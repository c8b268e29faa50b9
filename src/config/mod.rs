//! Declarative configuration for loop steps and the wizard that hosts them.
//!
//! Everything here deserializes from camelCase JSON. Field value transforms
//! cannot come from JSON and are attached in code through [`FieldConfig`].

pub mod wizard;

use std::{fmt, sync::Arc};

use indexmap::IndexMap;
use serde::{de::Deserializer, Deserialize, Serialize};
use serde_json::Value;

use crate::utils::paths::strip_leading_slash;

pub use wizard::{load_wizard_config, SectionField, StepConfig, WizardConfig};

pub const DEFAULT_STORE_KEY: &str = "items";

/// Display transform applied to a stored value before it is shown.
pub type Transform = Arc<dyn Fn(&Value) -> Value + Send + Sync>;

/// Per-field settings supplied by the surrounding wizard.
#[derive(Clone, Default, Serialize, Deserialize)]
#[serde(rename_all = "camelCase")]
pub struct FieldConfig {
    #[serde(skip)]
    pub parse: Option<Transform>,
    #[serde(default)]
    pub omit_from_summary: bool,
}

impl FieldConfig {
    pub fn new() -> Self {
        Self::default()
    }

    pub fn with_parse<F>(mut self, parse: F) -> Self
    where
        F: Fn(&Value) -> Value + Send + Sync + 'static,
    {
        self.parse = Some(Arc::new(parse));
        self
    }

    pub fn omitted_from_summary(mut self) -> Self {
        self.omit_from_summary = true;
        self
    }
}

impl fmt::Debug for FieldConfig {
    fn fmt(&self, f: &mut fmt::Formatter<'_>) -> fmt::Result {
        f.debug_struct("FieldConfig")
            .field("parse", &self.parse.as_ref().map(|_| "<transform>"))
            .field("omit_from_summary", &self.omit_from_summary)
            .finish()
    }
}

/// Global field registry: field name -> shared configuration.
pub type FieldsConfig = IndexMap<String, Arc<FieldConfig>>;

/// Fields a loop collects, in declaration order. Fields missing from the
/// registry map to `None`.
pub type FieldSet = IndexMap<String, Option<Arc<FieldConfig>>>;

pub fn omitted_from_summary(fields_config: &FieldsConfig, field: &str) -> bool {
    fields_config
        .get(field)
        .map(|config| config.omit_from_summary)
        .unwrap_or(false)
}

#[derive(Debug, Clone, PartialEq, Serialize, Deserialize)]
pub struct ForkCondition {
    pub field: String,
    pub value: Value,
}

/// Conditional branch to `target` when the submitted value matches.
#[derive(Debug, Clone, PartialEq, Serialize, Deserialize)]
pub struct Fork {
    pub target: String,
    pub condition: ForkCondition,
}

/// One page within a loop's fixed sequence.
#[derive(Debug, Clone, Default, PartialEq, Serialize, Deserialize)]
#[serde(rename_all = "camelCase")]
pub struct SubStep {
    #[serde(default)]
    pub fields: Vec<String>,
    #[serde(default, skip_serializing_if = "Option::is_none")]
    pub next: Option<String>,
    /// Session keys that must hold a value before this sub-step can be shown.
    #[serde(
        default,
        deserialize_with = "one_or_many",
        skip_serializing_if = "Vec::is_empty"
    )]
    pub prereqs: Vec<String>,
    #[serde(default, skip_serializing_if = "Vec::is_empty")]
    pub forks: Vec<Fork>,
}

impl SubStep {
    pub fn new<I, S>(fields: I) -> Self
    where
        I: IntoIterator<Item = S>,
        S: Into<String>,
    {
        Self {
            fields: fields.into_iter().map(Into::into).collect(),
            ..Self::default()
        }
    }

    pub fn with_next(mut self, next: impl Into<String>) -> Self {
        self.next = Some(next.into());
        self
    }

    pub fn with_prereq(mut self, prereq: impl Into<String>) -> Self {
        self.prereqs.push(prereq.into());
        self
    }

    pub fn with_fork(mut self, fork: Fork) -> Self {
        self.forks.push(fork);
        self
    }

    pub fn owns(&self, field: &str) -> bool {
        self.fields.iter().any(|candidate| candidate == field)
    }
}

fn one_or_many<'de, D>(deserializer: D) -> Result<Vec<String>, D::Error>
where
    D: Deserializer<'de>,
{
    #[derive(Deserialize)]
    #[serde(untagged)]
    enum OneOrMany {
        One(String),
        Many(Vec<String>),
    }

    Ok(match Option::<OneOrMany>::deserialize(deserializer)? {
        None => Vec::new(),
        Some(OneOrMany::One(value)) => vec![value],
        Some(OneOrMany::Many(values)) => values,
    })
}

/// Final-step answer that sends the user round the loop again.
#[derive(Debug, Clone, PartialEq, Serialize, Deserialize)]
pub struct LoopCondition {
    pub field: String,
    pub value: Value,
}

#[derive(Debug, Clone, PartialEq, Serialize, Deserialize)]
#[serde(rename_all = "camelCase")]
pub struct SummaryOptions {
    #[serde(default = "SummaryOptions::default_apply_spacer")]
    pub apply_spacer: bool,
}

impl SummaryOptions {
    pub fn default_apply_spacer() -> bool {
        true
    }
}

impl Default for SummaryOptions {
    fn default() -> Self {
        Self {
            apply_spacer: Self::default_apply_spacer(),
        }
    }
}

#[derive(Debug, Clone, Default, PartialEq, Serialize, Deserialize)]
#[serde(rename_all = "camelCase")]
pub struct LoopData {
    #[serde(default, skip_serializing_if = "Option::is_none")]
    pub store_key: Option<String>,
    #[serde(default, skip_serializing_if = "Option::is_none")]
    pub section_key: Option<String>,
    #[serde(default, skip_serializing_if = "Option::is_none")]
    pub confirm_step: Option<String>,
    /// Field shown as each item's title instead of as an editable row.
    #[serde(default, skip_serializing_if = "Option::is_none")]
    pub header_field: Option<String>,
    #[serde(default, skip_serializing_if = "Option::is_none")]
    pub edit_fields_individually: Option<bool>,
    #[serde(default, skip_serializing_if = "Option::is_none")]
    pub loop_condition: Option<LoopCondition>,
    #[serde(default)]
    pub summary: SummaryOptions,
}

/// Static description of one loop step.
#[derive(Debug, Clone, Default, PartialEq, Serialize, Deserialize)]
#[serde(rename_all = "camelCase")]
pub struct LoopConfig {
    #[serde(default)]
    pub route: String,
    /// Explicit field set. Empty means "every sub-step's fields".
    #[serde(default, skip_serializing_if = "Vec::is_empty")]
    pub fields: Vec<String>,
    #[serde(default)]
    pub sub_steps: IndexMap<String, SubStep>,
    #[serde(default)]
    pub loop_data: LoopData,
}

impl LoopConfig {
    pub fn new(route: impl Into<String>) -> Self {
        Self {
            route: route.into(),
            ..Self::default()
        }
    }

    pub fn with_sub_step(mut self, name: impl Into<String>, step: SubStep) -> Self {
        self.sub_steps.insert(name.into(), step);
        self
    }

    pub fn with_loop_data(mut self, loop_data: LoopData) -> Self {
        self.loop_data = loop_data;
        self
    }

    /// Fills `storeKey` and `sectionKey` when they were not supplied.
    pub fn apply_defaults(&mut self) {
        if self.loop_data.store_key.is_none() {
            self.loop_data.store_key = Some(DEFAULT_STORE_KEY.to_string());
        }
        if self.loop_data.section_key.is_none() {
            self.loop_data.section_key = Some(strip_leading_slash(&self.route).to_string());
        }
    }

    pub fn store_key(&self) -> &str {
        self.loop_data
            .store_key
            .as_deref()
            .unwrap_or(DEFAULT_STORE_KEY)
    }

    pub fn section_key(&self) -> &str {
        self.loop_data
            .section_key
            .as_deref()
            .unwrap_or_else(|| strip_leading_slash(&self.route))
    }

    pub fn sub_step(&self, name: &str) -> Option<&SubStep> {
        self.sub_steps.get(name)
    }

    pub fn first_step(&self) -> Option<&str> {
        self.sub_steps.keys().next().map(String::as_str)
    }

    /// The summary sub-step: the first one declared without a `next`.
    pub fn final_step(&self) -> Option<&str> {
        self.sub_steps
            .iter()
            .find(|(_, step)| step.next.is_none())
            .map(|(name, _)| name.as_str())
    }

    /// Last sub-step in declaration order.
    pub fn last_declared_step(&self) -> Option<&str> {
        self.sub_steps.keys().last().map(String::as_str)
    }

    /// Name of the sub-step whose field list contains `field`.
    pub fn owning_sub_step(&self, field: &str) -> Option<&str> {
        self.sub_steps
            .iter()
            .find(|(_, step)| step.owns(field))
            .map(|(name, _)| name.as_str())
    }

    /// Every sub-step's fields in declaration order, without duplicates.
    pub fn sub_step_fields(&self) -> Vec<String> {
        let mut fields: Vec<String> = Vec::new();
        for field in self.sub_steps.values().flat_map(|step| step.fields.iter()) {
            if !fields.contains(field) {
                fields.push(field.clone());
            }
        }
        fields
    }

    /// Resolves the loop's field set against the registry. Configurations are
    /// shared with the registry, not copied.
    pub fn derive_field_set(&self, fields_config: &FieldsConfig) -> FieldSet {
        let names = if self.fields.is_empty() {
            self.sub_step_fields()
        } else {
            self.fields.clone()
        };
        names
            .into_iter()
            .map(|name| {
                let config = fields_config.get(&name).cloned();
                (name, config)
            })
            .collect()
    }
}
☆ ☆ ☆ ☆
**Brief**
Please give again the lines above between the line holding "Explicit field set." and the line holding "pub fn with_loop_data(mut", inclusive, exactly as they are and with nothing added.

**Exercise solution**
    /// Explicit field set. Empty means "every sub-step's fields".
    #[serde(default, skip_serializing_if = "Vec::is_empty")]
    pub fields: Vec<String>,
    #[serde(default)]
    pub sub_steps: IndexMap<String, SubStep>,
    #[serde(default)]
    pub loop_data: LoopData,
}

impl LoopConfig {
    pub fn new(route: impl Into<String>) -> Self {
        Self {
            route: route.into(),
            ..Self::default()
        }
    }

    pub fn with_sub_step(mut self, name: impl Into<String>, step: SubStep) -> Self {
        self.sub_steps.insert(name.into(), step);
        self
    }

    pub fn with_loop_data(mut self, loop_data: LoopData) -> Self {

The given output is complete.